Stworzył wielką sagę mieszkańców małej wsi Dołhobrody. Ich śmierć zaprowadziła go nad wodę - symbol przemijania. Od ćwierćwiecza Baj maluje wciąż tylko jedną rzekę, jedno zakole Bugu. Wydeptał tam już swoje ścieżki i wypatrzył oczy. Stworzył przepastny portret wody. Obsesja. Warunek konieczny, by próbować posiąść to, co płynne i nieuchwytne: czas i światło.
"Bug spaja wszystko w całość"
- Wciąż nie udało mi się namalować wszystkich momentów istnienia rzeki. Jest ich przede mną coraz więcej. Im częściej jeżdżę w to jedno miejsce, tym bardziej otwiera mi się perspektywa, która podpowiada mi pewnego rodzaju zniuansowania. To powoduje moją zachłanność do malowania - podkreślał gość Dwójki.

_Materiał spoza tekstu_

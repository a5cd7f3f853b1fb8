//! History feed — flattens per-unit lease histories into one sorted list.

use chrono::NaiveDate;
use serde::Serialize;

use crate::date;
use crate::unit::Unit;

/// One past lease joined with its unit's identity, display-formatted.
///
/// Serde names match the legacy feed output keys.
#[derive(Debug, Clone, PartialEq, Eq, Serialize)]
pub struct HistoryItem {
    /// Unit identifier.
    #[serde(rename = "unidade")]
    pub unit_id: String,
    /// Unit display label.
    #[serde(rename = "apartamento")]
    pub label: String,
    /// Owner name.
    #[serde(rename = "proprietario")]
    pub owner: String,
    /// Tenant of the past lease.
    #[serde(rename = "locatario")]
    pub tenant: String,
    /// Lease start, `DD/MM/YYYY`.
    #[serde(rename = "inicio")]
    pub start: String,
    /// Lease end, `DD/MM/YYYY`, empty for open-ended leases.
    #[serde(rename = "fim")]
    pub end: String,
    /// Expiration or manual-removal date, `DD/MM/YYYY`.
    #[serde(rename = "data_evento")]
    pub event_date: String,
}

/// Flatten every history entry of every unit into one feed, newest first.
///
/// Entries sharing an event date keep their input order: units in stored
/// order, each unit's entries in append order.
#[must_use]
pub fn collect(units: &[Unit]) -> Vec<HistoryItem> {
    let mut feed: Vec<(NaiveDate, HistoryItem)> = Vec::new();
    for unit in units {
        for entry in &unit.history {
            let event = entry.ended.date();
            feed.push((
                event,
                HistoryItem {
                    unit_id: unit.id.to_string(),
                    label: unit.label.clone(),
                    owner: unit.owner.clone(),
                    tenant: entry.tenant.clone(),
                    start: date::display(entry.start),
                    end: date::display_opt(entry.end),
                    event_date: date::display(event),
                },
            ));
        }
    }
    // Stable sort keeps input order between entries with equal dates.
    feed.sort_by_key(|(event, _)| std::cmp::Reverse(*event));
    feed.into_iter().map(|(_, item)| item).collect()
}

#[cfg(test)]
mod tests {
    use super::*;
    use crate::lease::{HistoricalLease, LeaseEnd};

    fn date(y: i32, m: u32, d: u32) -> NaiveDate {
        NaiveDate::from_ymd_opt(y, m, d).unwrap()
    }

    fn unit_with_history(number: &str, entries: Vec<HistoricalLease>) -> Unit {
        let mut unit = Unit::builder()
            .block("A")
            .number(number)
            .owner("Alice")
            .build()
            .unwrap();
        unit.history = entries;
        unit
    }

    fn entry(tenant: &str, ended: LeaseEnd) -> HistoricalLease {
        HistoricalLease {
            tenant: tenant.to_string(),
            start: date(2024, 1, 1),
            end: Some(date(2024, 1, 31)),
            ended,
        }
    }

    #[test]
    fn should_join_unit_identity_onto_each_entry() {
        let units = vec![unit_with_history(
            "1",
            vec![entry("Bob", LeaseEnd::Expired(date(2024, 2, 1)))],
        )];

        let feed = collect(&units);

        assert_eq!(feed.len(), 1);
        let item = &feed[0];
        assert_eq!(item.unit_id, "A | 1");
        assert_eq!(item.label, "Casa 1");
        assert_eq!(item.owner, "Alice");
        assert_eq!(item.tenant, "Bob");
        assert_eq!(item.start, "01/01/2024");
        assert_eq!(item.end, "31/01/2024");
        assert_eq!(item.event_date, "01/02/2024");
    }

    #[test]
    fn should_sort_newest_event_first() {
        let units = vec![
            unit_with_history("1", vec![entry("Bob", LeaseEnd::Expired(date(2024, 3, 1)))]),
            unit_with_history(
                "2",
                vec![
                    entry("Ana", LeaseEnd::Removed(date(2024, 5, 1))),
                    entry("Carla", LeaseEnd::Expired(date(2024, 4, 1))),
                ],
            ),
        ];

        let feed = collect(&units);

        let tenants: Vec<&str> = feed.iter().map(|item| item.tenant.as_str()).collect();
        assert_eq!(tenants, vec!["Ana", "Carla", "Bob"]);
    }

    #[test]
    fn should_keep_input_order_on_equal_event_dates() {
        let same_day = LeaseEnd::Removed(date(2024, 5, 1));
        let units = vec![
            unit_with_history("1", vec![entry("Bob", same_day)]),
            unit_with_history("2", vec![entry("Ana", same_day), entry("Carla", same_day)]),
        ];

        let feed = collect(&units);

        let tenants: Vec<&str> = feed.iter().map(|item| item.tenant.as_str()).collect();
        assert_eq!(tenants, vec!["Bob", "Ana", "Carla"]);
    }

    #[test]
    fn should_render_open_ended_leases_with_empty_end() {
        let mut past = entry("Bob", LeaseEnd::Removed(date(2024, 5, 1)));
        past.end = None;
        let units = vec![unit_with_history("1", vec![past])];

        let feed = collect(&units);

        assert_eq!(feed[0].end, "");
    }

    #[test]
    fn should_return_empty_feed_when_no_unit_has_history() {
        let units = vec![unit_with_history("1", Vec::new())];
        assert!(collect(&units).is_empty());
    }

    #[test]
    fn should_serialize_with_legacy_output_keys() {
        let units = vec![unit_with_history(
            "1",
            vec![entry("Bob", LeaseEnd::Expired(date(2024, 2, 1)))],
        )];

        let json = serde_json::to_value(collect(&units)).unwrap();

        assert_eq!(json[0]["unidade"], "A | 1");
        assert_eq!(json[0]["apartamento"], "Casa 1");
        assert_eq!(json[0]["proprietario"], "Alice");
        assert_eq!(json[0]["data_evento"], "01/02/2024");
    }
}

Bug odgrywa bardzo szczególną rolę w rodzinnej wsi Stanisława Baja - Dołhobrodach. - To miejsce wielokulturowe i wieloreligijne, które tworzy bardzo specyficzny charakter i ludzi, i tej dzikiej rzeki, która to wszystko spaja. Jest jak żyła czy nerw w ludzkim organizmie - tłumaczył malarz.
12:16 Poranek Dwójki baj 1.03.2023.mp3 Rozmowa z malarzem Stanisławem Bajem (Poranek Dwójki)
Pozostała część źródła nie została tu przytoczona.